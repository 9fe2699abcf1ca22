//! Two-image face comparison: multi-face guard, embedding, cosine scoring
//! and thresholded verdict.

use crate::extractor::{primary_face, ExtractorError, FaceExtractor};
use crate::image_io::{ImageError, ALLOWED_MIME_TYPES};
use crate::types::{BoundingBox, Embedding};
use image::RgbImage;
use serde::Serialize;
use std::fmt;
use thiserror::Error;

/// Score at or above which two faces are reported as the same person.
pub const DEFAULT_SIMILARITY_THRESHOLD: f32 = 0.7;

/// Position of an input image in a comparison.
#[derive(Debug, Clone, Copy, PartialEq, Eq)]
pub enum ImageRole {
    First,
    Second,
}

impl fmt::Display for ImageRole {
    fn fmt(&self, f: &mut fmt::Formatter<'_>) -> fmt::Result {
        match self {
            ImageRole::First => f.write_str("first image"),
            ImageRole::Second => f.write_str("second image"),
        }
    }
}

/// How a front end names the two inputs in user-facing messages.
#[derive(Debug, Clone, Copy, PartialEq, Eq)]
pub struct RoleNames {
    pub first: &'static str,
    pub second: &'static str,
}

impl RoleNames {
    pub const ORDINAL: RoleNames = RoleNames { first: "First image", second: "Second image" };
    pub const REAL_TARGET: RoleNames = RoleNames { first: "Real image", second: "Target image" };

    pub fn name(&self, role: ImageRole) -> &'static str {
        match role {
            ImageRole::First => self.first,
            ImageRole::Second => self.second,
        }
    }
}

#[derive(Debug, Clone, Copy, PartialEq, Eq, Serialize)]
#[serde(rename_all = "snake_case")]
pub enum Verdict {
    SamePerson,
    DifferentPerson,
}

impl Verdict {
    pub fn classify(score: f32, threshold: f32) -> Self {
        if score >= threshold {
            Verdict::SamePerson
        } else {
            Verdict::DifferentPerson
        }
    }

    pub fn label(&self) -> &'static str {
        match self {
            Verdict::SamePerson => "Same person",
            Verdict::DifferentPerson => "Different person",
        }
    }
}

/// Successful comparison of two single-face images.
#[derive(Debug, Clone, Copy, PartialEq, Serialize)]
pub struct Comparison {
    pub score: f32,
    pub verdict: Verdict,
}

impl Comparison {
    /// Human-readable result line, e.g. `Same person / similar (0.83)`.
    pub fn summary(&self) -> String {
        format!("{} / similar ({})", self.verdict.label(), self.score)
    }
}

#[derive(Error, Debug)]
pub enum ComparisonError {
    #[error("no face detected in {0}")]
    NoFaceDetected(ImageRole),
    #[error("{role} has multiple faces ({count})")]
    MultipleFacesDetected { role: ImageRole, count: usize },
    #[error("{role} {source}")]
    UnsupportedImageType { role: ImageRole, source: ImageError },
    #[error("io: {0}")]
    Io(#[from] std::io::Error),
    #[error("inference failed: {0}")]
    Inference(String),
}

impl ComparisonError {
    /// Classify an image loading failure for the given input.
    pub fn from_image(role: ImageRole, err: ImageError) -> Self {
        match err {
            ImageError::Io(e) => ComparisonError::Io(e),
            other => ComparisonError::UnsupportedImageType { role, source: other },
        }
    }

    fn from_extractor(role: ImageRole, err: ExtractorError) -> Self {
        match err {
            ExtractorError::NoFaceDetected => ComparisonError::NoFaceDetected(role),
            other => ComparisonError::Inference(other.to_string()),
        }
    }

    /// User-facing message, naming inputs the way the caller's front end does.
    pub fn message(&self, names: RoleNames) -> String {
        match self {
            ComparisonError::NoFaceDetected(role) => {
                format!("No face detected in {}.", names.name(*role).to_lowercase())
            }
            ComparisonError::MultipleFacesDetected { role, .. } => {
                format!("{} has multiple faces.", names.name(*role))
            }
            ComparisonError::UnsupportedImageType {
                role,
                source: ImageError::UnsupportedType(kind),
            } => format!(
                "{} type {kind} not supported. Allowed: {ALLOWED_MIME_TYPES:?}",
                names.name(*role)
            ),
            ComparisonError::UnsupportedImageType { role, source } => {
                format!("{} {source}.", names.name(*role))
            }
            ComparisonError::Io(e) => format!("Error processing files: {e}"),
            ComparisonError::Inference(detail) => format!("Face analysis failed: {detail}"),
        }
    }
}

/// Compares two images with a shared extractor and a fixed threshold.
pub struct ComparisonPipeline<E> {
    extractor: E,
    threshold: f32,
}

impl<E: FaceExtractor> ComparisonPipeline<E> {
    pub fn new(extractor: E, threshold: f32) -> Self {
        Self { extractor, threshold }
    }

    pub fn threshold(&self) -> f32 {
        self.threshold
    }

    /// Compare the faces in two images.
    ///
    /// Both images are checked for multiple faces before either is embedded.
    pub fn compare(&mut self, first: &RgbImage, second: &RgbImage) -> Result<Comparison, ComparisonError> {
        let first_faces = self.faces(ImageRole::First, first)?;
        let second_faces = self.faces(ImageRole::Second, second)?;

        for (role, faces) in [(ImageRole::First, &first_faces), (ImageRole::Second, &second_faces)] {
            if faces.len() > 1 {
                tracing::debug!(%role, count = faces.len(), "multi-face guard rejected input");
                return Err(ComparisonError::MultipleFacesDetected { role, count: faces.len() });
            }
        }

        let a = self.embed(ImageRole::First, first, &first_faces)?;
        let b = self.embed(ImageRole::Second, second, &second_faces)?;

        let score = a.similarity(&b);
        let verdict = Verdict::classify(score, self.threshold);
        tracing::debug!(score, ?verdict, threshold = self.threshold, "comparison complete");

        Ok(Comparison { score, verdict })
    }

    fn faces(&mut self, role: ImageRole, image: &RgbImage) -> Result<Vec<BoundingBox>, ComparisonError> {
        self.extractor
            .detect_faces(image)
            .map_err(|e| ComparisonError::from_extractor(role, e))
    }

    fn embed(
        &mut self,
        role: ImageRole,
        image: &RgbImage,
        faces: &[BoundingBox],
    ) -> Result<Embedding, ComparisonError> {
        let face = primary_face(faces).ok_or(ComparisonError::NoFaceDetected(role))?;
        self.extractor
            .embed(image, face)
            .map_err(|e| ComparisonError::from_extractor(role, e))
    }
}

#### Task details:
The answer should be an exact reproduction of all the entries.

#### Response:
repository 9fe2699abcf1ca22
//! Two-image face comparison: multi-face guard, embedding, cosine scoring
//! and thresholded verdict.

use crate::extractor::{primary_face, ExtractorError, FaceExtractor};
use crate::image_io::{ImageError, ALLOWED_MIME_TYPES};
use crate::types::{BoundingBox, Embedding};
use image::RgbImage;
use serde::Serialize;
use std::fmt;
use thiserror::Error;

/// Score at or above which two faces are reported as the same person.
pub const DEFAULT_SIMILARITY_THRESHOLD: f32 = 0.7;

/// Position of an input image in a comparison.
#[derive(Debug, Clone, Copy, PartialEq, Eq)]
pub enum ImageRole {
    First,
    Second,
}

impl fmt::Display for ImageRole {
    fn fmt(&self, f: &mut fmt::Formatter<'_>) -> fmt::Result {
        match self {
            ImageRole::First => f.write_str("first image"),
            ImageRole::Second => f.write_str("second image"),
        }
    }
}

/// How a front end names the two inputs in user-facing messages.
#[derive(Debug, Clone, Copy, PartialEq, Eq)]
pub struct RoleNames {
    pub first: &'static str,
    pub second: &'static str,
}

impl RoleNames {
    pub const ORDINAL: RoleNames = RoleNames { first: "First image", second: "Second image" };
    pub const REAL_TARGET: RoleNames = RoleNames { first: "Real image", second: "Target image" };

    pub fn name(&self, role: ImageRole) -> &'static str {
        match role {
            ImageRole::First => self.first,
            ImageRole::Second => self.second,
        }
    }
}

#[derive(Debug, Clone, Copy, PartialEq, Eq, Serialize)]
#[serde(rename_all = "snake_case")]
pub enum Verdict {
    SamePerson,
    DifferentPerson,
}

impl Verdict {
    pub fn classify(score: f32, threshold: f32) -> Self {
        if score >= threshold {
            Verdict::SamePerson
        } else {
            Verdict::DifferentPerson
        }
    }

    pub fn label(&self) -> &'static str {
        match self {
            Verdict::SamePerson => "Same person",
            Verdict::DifferentPerson => "Different person",
        }
    }
}

/// Successful comparison of two single-face images.
#[derive(Debug, Clone, Copy, PartialEq, Serialize)]
pub struct Comparison {
    pub score: f32,
    pub verdict: Verdict,
}

impl Comparison {
    /// Human-readable result line, e.g. `Same person / similar (0.83)`.
    pub fn summary(&self) -> String {
        format!("{} / similar ({})", self.verdict.label(), self.score)
    }
}

#[derive(Error, Debug)]
pub enum ComparisonError {
    #[error("no face detected in {0}")]
    NoFaceDetected(ImageRole),
    #[error("{role} has multiple faces ({count})")]
    MultipleFacesDetected { role: ImageRole, count: usize },
    #[error("{role} {source}")]
    UnsupportedImageType { role: ImageRole, source: ImageError },
    #[error("io: {0}")]
    Io(#[from] std::io::Error),
    #[error("inference failed: {0}")]
    Inference(String),
}

impl ComparisonError {
    /// Classify an image loading failure for the given input.
    pub fn from_image(role: ImageRole, err: ImageError) -> Self {
        match err {
            ImageError::Io(e) => ComparisonError::Io(e),
            other => ComparisonError::UnsupportedImageType { role, source: other },
        }
    }

    fn from_extractor(role: ImageRole, err: ExtractorError) -> Self {
        match err {
            ExtractorError::NoFaceDetected => ComparisonError::NoFaceDetected(role),
            other => ComparisonError::Inference(other.to_string()),
        }
    }

    /// User-facing message, naming inputs the way the caller's front end does.
    pub fn message(&self, names: RoleNames) -> String {
        match self {
            ComparisonError::NoFaceDetected(role) => {
                format!("No face detected in {}.", names.name(*role).to_lowercase())
            }
            ComparisonError::MultipleFacesDetected { role, .. } => {
                format!("{} has multiple faces.", names.name(*role))
            }
            ComparisonError::UnsupportedImageType {
                role,
                source: ImageError::UnsupportedType(kind),
            } => format!(
                "{} type {kind} not supported. Allowed: {ALLOWED_MIME_TYPES:?}",
                names.name(*role)
            ),
            ComparisonError::UnsupportedImageType { role, source } => {
                format!("{} {source}.", names.name(*role))
            }
            ComparisonError::Io(e) => format!("Error processing files: {e}"),
            ComparisonError::Inference(detail) => format!("Face analysis failed: {detail}"),
        }
    }
}

/// Compares two images with a shared extractor and a fixed threshold.
pub struct ComparisonPipeline<E> {
    extractor: E,
    threshold: f32,
}

impl<E: FaceExtractor> ComparisonPipeline<E> {
    pub fn new(extractor: E, threshold: f32) -> Self {
        Self { extractor, threshold }
    }

    pub fn threshold(&self) -> f32 {
        self.threshold
    }

    /// Compare the faces in two images.
    ///
    /// Both images are checked for multiple faces before either is embedded.
    pub fn compare(&mut self, first: &RgbImage, second: &RgbImage) -> Result<Comparison, ComparisonError> {
        let first_faces = self.faces(ImageRole::First, first)?;
        let second_faces = self.faces(ImageRole::Second, second)?;

        for (role, faces) in [(ImageRole::First, &first_faces), (ImageRole::Second, &second_faces)] {
            if faces.len() > 1 {
                tracing::debug!(%role, count = faces.len(), "multi-face guard rejected input");
                return Err(ComparisonError::MultipleFacesDetected { role, count: faces.len() });
            }
        }

        let a = self.embed(ImageRole::First, first, &first_faces)?;
        let b = self.embed(ImageRole::Second, second, &second_faces)?;

        let score = a.similarity(&b);
        let verdict = Verdict::classify(score, self.threshold);
        tracing::debug!(score, ?verdict, threshold = self.threshold, "comparison complete");

        Ok(Comparison { score, verdict })
    }

    fn faces(&mut self, role: ImageRole, image: &RgbImage) -> Result<Vec<BoundingBox>, ComparisonError> {
        self.extractor
            .detect_faces(image)
            .map_err(|e| ComparisonError::from_extractor(role, e))
    }

    fn embed(
        &mut self,
        role: ImageRole,
        image: &RgbImage,
        faces: &[BoundingBox],
    ) -> Result<Embedding, ComparisonError> {
        let face = primary_face(faces).ok_or(ComparisonError::NoFaceDetected(role))?;
        self.extractor
            .embed(image, face)
            .map_err(|e| ComparisonError::from_extractor(role, e))
    }
}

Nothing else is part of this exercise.